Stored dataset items
————————

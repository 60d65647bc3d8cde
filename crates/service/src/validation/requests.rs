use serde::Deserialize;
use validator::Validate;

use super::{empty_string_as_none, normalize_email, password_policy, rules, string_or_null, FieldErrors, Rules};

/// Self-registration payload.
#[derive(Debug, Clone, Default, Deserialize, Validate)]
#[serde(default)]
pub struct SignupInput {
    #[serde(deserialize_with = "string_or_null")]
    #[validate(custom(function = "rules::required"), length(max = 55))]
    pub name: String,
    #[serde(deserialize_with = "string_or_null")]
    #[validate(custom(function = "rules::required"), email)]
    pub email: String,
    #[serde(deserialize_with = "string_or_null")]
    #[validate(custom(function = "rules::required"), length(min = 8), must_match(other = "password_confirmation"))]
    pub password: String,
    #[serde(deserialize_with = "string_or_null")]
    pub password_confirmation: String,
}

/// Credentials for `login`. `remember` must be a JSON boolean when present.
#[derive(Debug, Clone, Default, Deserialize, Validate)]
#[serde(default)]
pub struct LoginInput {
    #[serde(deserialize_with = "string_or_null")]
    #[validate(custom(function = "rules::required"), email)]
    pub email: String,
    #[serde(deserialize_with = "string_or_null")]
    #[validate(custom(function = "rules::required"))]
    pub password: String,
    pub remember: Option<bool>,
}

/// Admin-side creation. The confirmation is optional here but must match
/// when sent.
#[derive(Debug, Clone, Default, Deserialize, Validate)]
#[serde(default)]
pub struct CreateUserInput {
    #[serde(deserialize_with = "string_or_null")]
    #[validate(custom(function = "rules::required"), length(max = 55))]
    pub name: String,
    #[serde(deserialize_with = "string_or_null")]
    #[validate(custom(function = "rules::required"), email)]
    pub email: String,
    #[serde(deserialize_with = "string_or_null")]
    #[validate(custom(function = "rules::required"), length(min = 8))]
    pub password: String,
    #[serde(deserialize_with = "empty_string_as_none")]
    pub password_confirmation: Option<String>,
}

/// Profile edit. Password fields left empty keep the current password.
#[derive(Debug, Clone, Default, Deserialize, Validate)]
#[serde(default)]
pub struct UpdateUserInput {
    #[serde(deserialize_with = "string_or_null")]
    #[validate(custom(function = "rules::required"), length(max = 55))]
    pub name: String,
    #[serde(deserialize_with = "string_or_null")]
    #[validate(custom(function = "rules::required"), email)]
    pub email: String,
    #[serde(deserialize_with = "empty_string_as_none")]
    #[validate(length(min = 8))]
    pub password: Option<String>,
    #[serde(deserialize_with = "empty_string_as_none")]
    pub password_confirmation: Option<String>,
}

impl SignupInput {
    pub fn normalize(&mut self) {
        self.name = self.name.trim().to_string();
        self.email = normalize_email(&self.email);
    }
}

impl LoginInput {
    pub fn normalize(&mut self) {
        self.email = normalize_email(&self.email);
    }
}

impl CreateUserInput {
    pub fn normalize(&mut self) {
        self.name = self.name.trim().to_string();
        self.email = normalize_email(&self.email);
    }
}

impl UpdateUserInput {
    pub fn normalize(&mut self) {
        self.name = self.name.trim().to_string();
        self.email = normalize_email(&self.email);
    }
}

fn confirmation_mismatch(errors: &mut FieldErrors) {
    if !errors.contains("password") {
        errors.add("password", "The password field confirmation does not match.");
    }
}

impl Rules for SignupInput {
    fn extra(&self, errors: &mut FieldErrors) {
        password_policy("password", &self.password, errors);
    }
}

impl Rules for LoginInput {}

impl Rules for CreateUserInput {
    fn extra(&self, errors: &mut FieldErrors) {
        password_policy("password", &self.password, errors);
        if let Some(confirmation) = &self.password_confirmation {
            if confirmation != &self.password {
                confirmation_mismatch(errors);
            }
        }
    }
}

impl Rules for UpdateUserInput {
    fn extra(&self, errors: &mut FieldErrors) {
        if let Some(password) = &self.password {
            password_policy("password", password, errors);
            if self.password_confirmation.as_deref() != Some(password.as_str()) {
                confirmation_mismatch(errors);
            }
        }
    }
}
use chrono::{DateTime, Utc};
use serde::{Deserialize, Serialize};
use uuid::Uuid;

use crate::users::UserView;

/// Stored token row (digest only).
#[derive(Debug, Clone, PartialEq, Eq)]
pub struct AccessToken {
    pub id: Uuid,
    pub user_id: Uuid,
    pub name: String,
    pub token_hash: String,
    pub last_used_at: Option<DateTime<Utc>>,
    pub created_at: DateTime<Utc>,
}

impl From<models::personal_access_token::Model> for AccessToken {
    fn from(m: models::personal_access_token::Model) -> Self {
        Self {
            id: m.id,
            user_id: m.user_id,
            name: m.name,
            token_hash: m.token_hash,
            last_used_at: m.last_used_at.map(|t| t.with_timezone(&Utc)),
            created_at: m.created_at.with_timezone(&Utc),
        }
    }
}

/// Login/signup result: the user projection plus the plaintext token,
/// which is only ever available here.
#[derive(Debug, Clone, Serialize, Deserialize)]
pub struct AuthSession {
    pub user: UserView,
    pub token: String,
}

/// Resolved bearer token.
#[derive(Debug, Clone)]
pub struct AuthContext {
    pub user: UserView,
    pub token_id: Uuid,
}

————————

Could you transcribe all of the data exactly as it is given?

Result
repository 60d65647bc3d8cde
filename crates/service/src/validation/requests.rs
use serde::Deserialize;
use validator::Validate;

use super::{empty_string_as_none, normalize_email, password_policy, rules, string_or_null, FieldErrors, Rules};

/// Self-registration payload.
#[derive(Debug, Clone, Default, Deserialize, Validate)]
#[serde(default)]
pub struct SignupInput {
    #[serde(deserialize_with = "string_or_null")]
    #[validate(custom(function = "rules::required"), length(max = 55))]
    pub name: String,
    #[serde(deserialize_with = "string_or_null")]
    #[validate(custom(function = "rules::required"), email)]
    pub email: String,
    #[serde(deserialize_with = "string_or_null")]
    #[validate(custom(function = "rules::required"), length(min = 8), must_match(other = "password_confirmation"))]
    pub password: String,
    #[serde(deserialize_with = "string_or_null")]
    pub password_confirmation: String,
}

/// Credentials for `login`. `remember` must be a JSON boolean when present.
#[derive(Debug, Clone, Default, Deserialize, Validate)]
#[serde(default)]
pub struct LoginInput {
    #[serde(deserialize_with = "string_or_null")]
    #[validate(custom(function = "rules::required"), email)]
    pub email: String,
    #[serde(deserialize_with = "string_or_null")]
    #[validate(custom(function = "rules::required"))]
    pub password: String,
    pub remember: Option<bool>,
}

/// Admin-side creation. The confirmation is optional here but must match
/// when sent.
#[derive(Debug, Clone, Default, Deserialize, Validate)]
#[serde(default)]
pub struct CreateUserInput {
    #[serde(deserialize_with = "string_or_null")]
    #[validate(custom(function = "rules::required"), length(max = 55))]
    pub name: String,
    #[serde(deserialize_with = "string_or_null")]
    #[validate(custom(function = "rules::required"), email)]
    pub email: String,
    #[serde(deserialize_with = "string_or_null")]
    #[validate(custom(function = "rules::required"), length(min = 8))]
    pub password: String,
    #[serde(deserialize_with = "empty_string_as_none")]
    pub password_confirmation: Option<String>,
}

/// Profile edit. Password fields left empty keep the current password.
#[derive(Debug, Clone, Default, Deserialize, Validate)]
#[serde(default)]
pub struct UpdateUserInput {
    #[serde(deserialize_with = "string_or_null")]
    #[validate(custom(function = "rules::required"), length(max = 55))]
    pub name: String,
    #[serde(deserialize_with = "string_or_null")]
    #[validate(custom(function = "rules::required"), email)]
    pub email: String,
    #[serde(deserialize_with = "empty_string_as_none")]
    #[validate(length(min = 8))]
    pub password: Option<String>,
    #[serde(deserialize_with = "empty_string_as_none")]
    pub password_confirmation: Option<String>,
}

impl SignupInput {
    pub fn normalize(&mut self) {
        self.name = self.name.trim().to_string();
        self.email = normalize_email(&self.email);
    }
}

impl LoginInput {
    pub fn normalize(&mut self) {
        self.email = normalize_email(&self.email);
    }
}

impl CreateUserInput {
    pub fn normalize(&mut self) {
        self.name = self.name.trim().to_string();
        self.email = normalize_email(&self.email);
    }
}

impl UpdateUserInput {
    pub fn normalize(&mut self) {
        self.name = self.name.trim().to_string();
        self.email = normalize_email(&self.email);
    }
}

fn confirmation_mismatch(errors: &mut FieldErrors) {
    if !errors.contains("password") {
        errors.add("password", "The password field confirmation does not match.");
    }
}

impl Rules for SignupInput {
    fn extra(&self, errors: &mut FieldErrors) {
        password_policy("password", &self.password, errors);
    }
}

impl Rules for LoginInput {}

impl Rules for CreateUserInput {
    fn extra(&self, errors: &mut FieldErrors) {
        password_policy("password", &self.password, errors);
        if let Some(confirmation) = &self.password_confirmation {
            if confirmation != &self.password {
                confirmation_mismatch(errors);
            }
        }
    }
}

impl Rules for UpdateUserInput {
    fn extra(&self, errors: &mut FieldErrors) {
        if let Some(password) = &self.password {
            password_policy("password", password, errors);
            if self.password_confirmation.as_deref() != Some(password.as_str()) {
                confirmation_mismatch(errors);
            }
        }
    }
}
use chrono::{DateTime, Utc};
use serde::{Deserialize, Serialize};
use uuid::Uuid;

use crate::users::UserView;

/// Stored token row (digest only).
#[derive(Debug, Clone, PartialEq, Eq)]
pub struct AccessToken {
    pub id: Uuid,
    pub user_id: Uuid,
    pub name: String,
    pub token_hash: String,
    pub last_used_at: Option<DateTime<Utc>>,
    pub created_at: DateTime<Utc>,
}

impl From<models::personal_access_token::Model> for AccessToken {
    fn from(m: models::personal_access_token::Model) -> Self {
        Self {
            id: m.id,
            user_id: m.user_id,
            name: m.name,
            token_hash: m.token_hash,
            last_used_at: m.last_used_at.map(|t| t.with_timezone(&Utc)),
            created_at: m.created_at.with_timezone(&Utc),
        }
    }
}

/// Login/signup result: the user projection plus the plaintext token,
/// which is only ever available here.
#[derive(Debug, Clone, Serialize, Deserialize)]
pub struct AuthSession {
    pub user: UserView,
    pub token: String,
}

/// Resolved bearer token.
#[derive(Debug, Clone)]
pub struct AuthContext {
    pub user: UserView,
    pub token_id: Uuid,
}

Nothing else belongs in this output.